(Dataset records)
══════

//! Graph storage layer
//!
//! Provides the CSR interaction network and Parquet persistence.

pub mod csr;
#[cfg(feature = "storage")]
pub mod parquet;

pub use csr::{Edge, GeneGraph, GraphBuilder, NodeId, SeedSplit};
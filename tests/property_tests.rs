//! Property-based tests for geneprop
//!
//! Verifies graph, propagation, and expansion invariants on arbitrary networks

use geneprop::{
    expand_module, propagate, propagate_run, restart_distribution, GeneGraph, NodeId, RwrConfig,
};
use proptest::prelude::*;
use std::collections::HashSet;

// Property: adjacency is symmetric and neighbor lists have no duplicates
proptest! {
    #[test]
    fn prop_adjacency_symmetric(edges in prop_edge_list(0usize..80usize, 1u32..30u32)) {
        let graph = GeneGraph::from_edges(edges);

        for u in graph.nodes() {
            let neighbors = graph.neighbors(u);
            let unique: HashSet<_> = neighbors.iter().collect();
            prop_assert_eq!(unique.len(), neighbors.len());

            for &v in neighbors {
                prop_assert!(graph.neighbors(v).contains(&u));
            }
        }
    }
}

// Property: scores are non-negative and total mass never exceeds one
proptest! {
    #[test]
    fn prop_scores_non_negative_and_bounded(
        edges in prop_edge_list(1usize..80usize, 1u32..30u32),
        restart in 0.05f64..0.95,
        max_iter in 0usize..60,
        seed_picks in prop::collection::vec(any::<prop::sample::Index>(), 1..6),
    ) {
        let graph = GeneGraph::from_edges(edges);
        let seeds = pick_seeds(&graph, &seed_picks);
        let config = RwrConfig { restart, max_iter, tol: 1e-9 };

        let scores = propagate(&graph, &seeds, &config).unwrap();

        prop_assert_eq!(scores.len(), graph.num_nodes());
        for (_, s) in scores.iter() {
            prop_assert!(s >= 0.0);
        }
        prop_assert!(scores.sum() <= 1.0 + 1e-9);
    }
}

// Property: restart distribution of distinct seeds sums to one
proptest! {
    #[test]
    fn prop_restart_distribution_sums_to_one(
        edges in prop_edge_list(1usize..80usize, 1u32..30u32),
        seed_picks in prop::collection::vec(any::<prop::sample::Index>(), 1..6),
    ) {
        let graph = GeneGraph::from_edges(edges);
        let mut seeds = pick_seeds(&graph, &seed_picks);
        seeds.sort_unstable();
        seeds.dedup();

        let p0 = restart_distribution(&graph, &seeds).unwrap();
        prop_assert!((p0.iter().sum::<f64>() - 1.0).abs() < 1e-12);
    }
}

// Property: converging early equals running exactly that many iterations
proptest! {
    #[test]
    fn prop_convergence_idempotent(
        edges in prop_edge_list(1usize..60usize, 1u32..20u32),
        restart in 0.2f64..0.9,
        seed_picks in prop::collection::vec(any::<prop::sample::Index>(), 1..4),
    ) {
        let graph = GeneGraph::from_edges(edges);
        let seeds = pick_seeds(&graph, &seed_picks);

        let early = propagate_run(
            &graph,
            &seeds,
            &RwrConfig { restart, max_iter: 10_000, tol: 1e-7 },
        ).unwrap();
        let fixed = propagate_run(
            &graph,
            &seeds,
            &RwrConfig { restart, max_iter: early.iterations, tol: 0.0 },
        ).unwrap();

        prop_assert!(early.converged);
        prop_assert_eq!(fixed.scores, early.scores);
    }
}

// Property: module output is deterministic, bounded, and ranks strictly increase
proptest! {
    #[test]
    fn prop_module_bounded_and_ranked(
        edges in prop_edge_list(1usize..80usize, 1u32..30u32),
        k in 1usize..40,
        seed_picks in prop::collection::vec(any::<prop::sample::Index>(), 1..4),
    ) {
        let graph = GeneGraph::from_edges(edges);
        let seeds = pick_seeds(&graph, &seed_picks);
        let distinct: HashSet<NodeId> = seeds.iter().copied().collect();

        let module = expand_module(&graph, &seeds, k).unwrap();

        prop_assert!(module.len() <= k.max(distinct.len()));
        prop_assert!(module.len() - distinct.len() <= k.saturating_sub(distinct.len()));
        for seed in &distinct {
            prop_assert!(module.contains(*seed));
        }

        // Expansion members follow the seeds with strictly increasing ranks
        let expansion: Vec<usize> = module
            .members()
            .iter()
            .filter(|(node, _)| !distinct.contains(node))
            .map(|&(_, rank)| rank)
            .collect();
        for pair in expansion.windows(2) {
            prop_assert!(pair[0] < pair[1]);
        }
        if let Some(&first) = expansion.first() {
            prop_assert_eq!(first, seeds.len() + 1);
        }

        prop_assert_eq!(expand_module(&graph, &seeds, k).unwrap(), module);
    }
}

// Property: every added member links to an earlier member
proptest! {
    #[test]
    fn prop_module_grows_connected(
        edges in prop_edge_list(1usize..80usize, 1u32..30u32),
        seed_picks in prop::collection::vec(any::<prop::sample::Index>(), 1..3),
    ) {
        let graph = GeneGraph::from_edges(edges);
        let seeds = pick_seeds(&graph, &seed_picks);
        let distinct: HashSet<NodeId> = seeds.iter().copied().collect();

        let module = expand_module(&graph, &seeds, 25).unwrap();

        let mut so_far: HashSet<NodeId> = distinct.clone();
        for (node, _) in module.ranked() {
            if distinct.contains(&node) {
                continue;
            }
            prop_assert!(graph.neighbors(node).iter().any(|n| so_far.contains(n)));
            so_far.insert(node);
        }
    }
}

// Helper: map sampled indices onto node ids of a non-empty graph
fn pick_seeds(graph: &GeneGraph, picks: &[prop::sample::Index]) -> Vec<NodeId> {
    #[allow(clippy::cast_possible_truncation)]
    picks
        .iter()
        .map(|p| NodeId(p.index(graph.num_nodes()) as u32))
        .collect()
}

// Helper: Generate arbitrary gene edge list
fn prop_edge_list(
    num_edges: impl Strategy<Value = usize>,
    max_gene: impl Strategy<Value = u32>,
) -> impl Strategy<Value = Vec<(String, String)>> {
    (num_edges, max_gene).prop_flat_map(|(n, max_gene)| {
        let max_gene = max_gene.max(1);
        prop::collection::vec(
            (0..max_gene, 0..max_gene).prop_map(|(u, v)| (format!("G{u}"), format!("G{v}"))),
            n..=n,
        )
    })
}

#[cfg(test)]
mod unit_tests {
    use super::*;

    #[test]
    fn test_single_self_loop_graph() {
        let graph = GeneGraph::from_edges([("A", "A")]);
        let seeds = vec![NodeId(0)];

        // All mass walks back to A each step
        let scores = propagate(&graph, &seeds, &RwrConfig::default()).unwrap();
        assert!((scores.as_slice()[0] - 1.0).abs() < 1e-9);

        // Nothing to add beyond the seed
        let module = expand_module(&graph, &seeds, 5).unwrap();
        assert_eq!(module.len(), 1);
    }
}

══════

To do ▸
What is needed is an exact copy of the line containing "assert!((scores.as_slice()[0] - 1.0).abs()" and each line after it, through the final line of the entries above.

Solution for this task ▸
        assert!((scores.as_slice()[0] - 1.0).abs() < 1e-9);

        // Nothing to add beyond the seed
        let module = expand_module(&graph, &seeds, 5).unwrap();
        assert_eq!(module.len(), 1);
    }
}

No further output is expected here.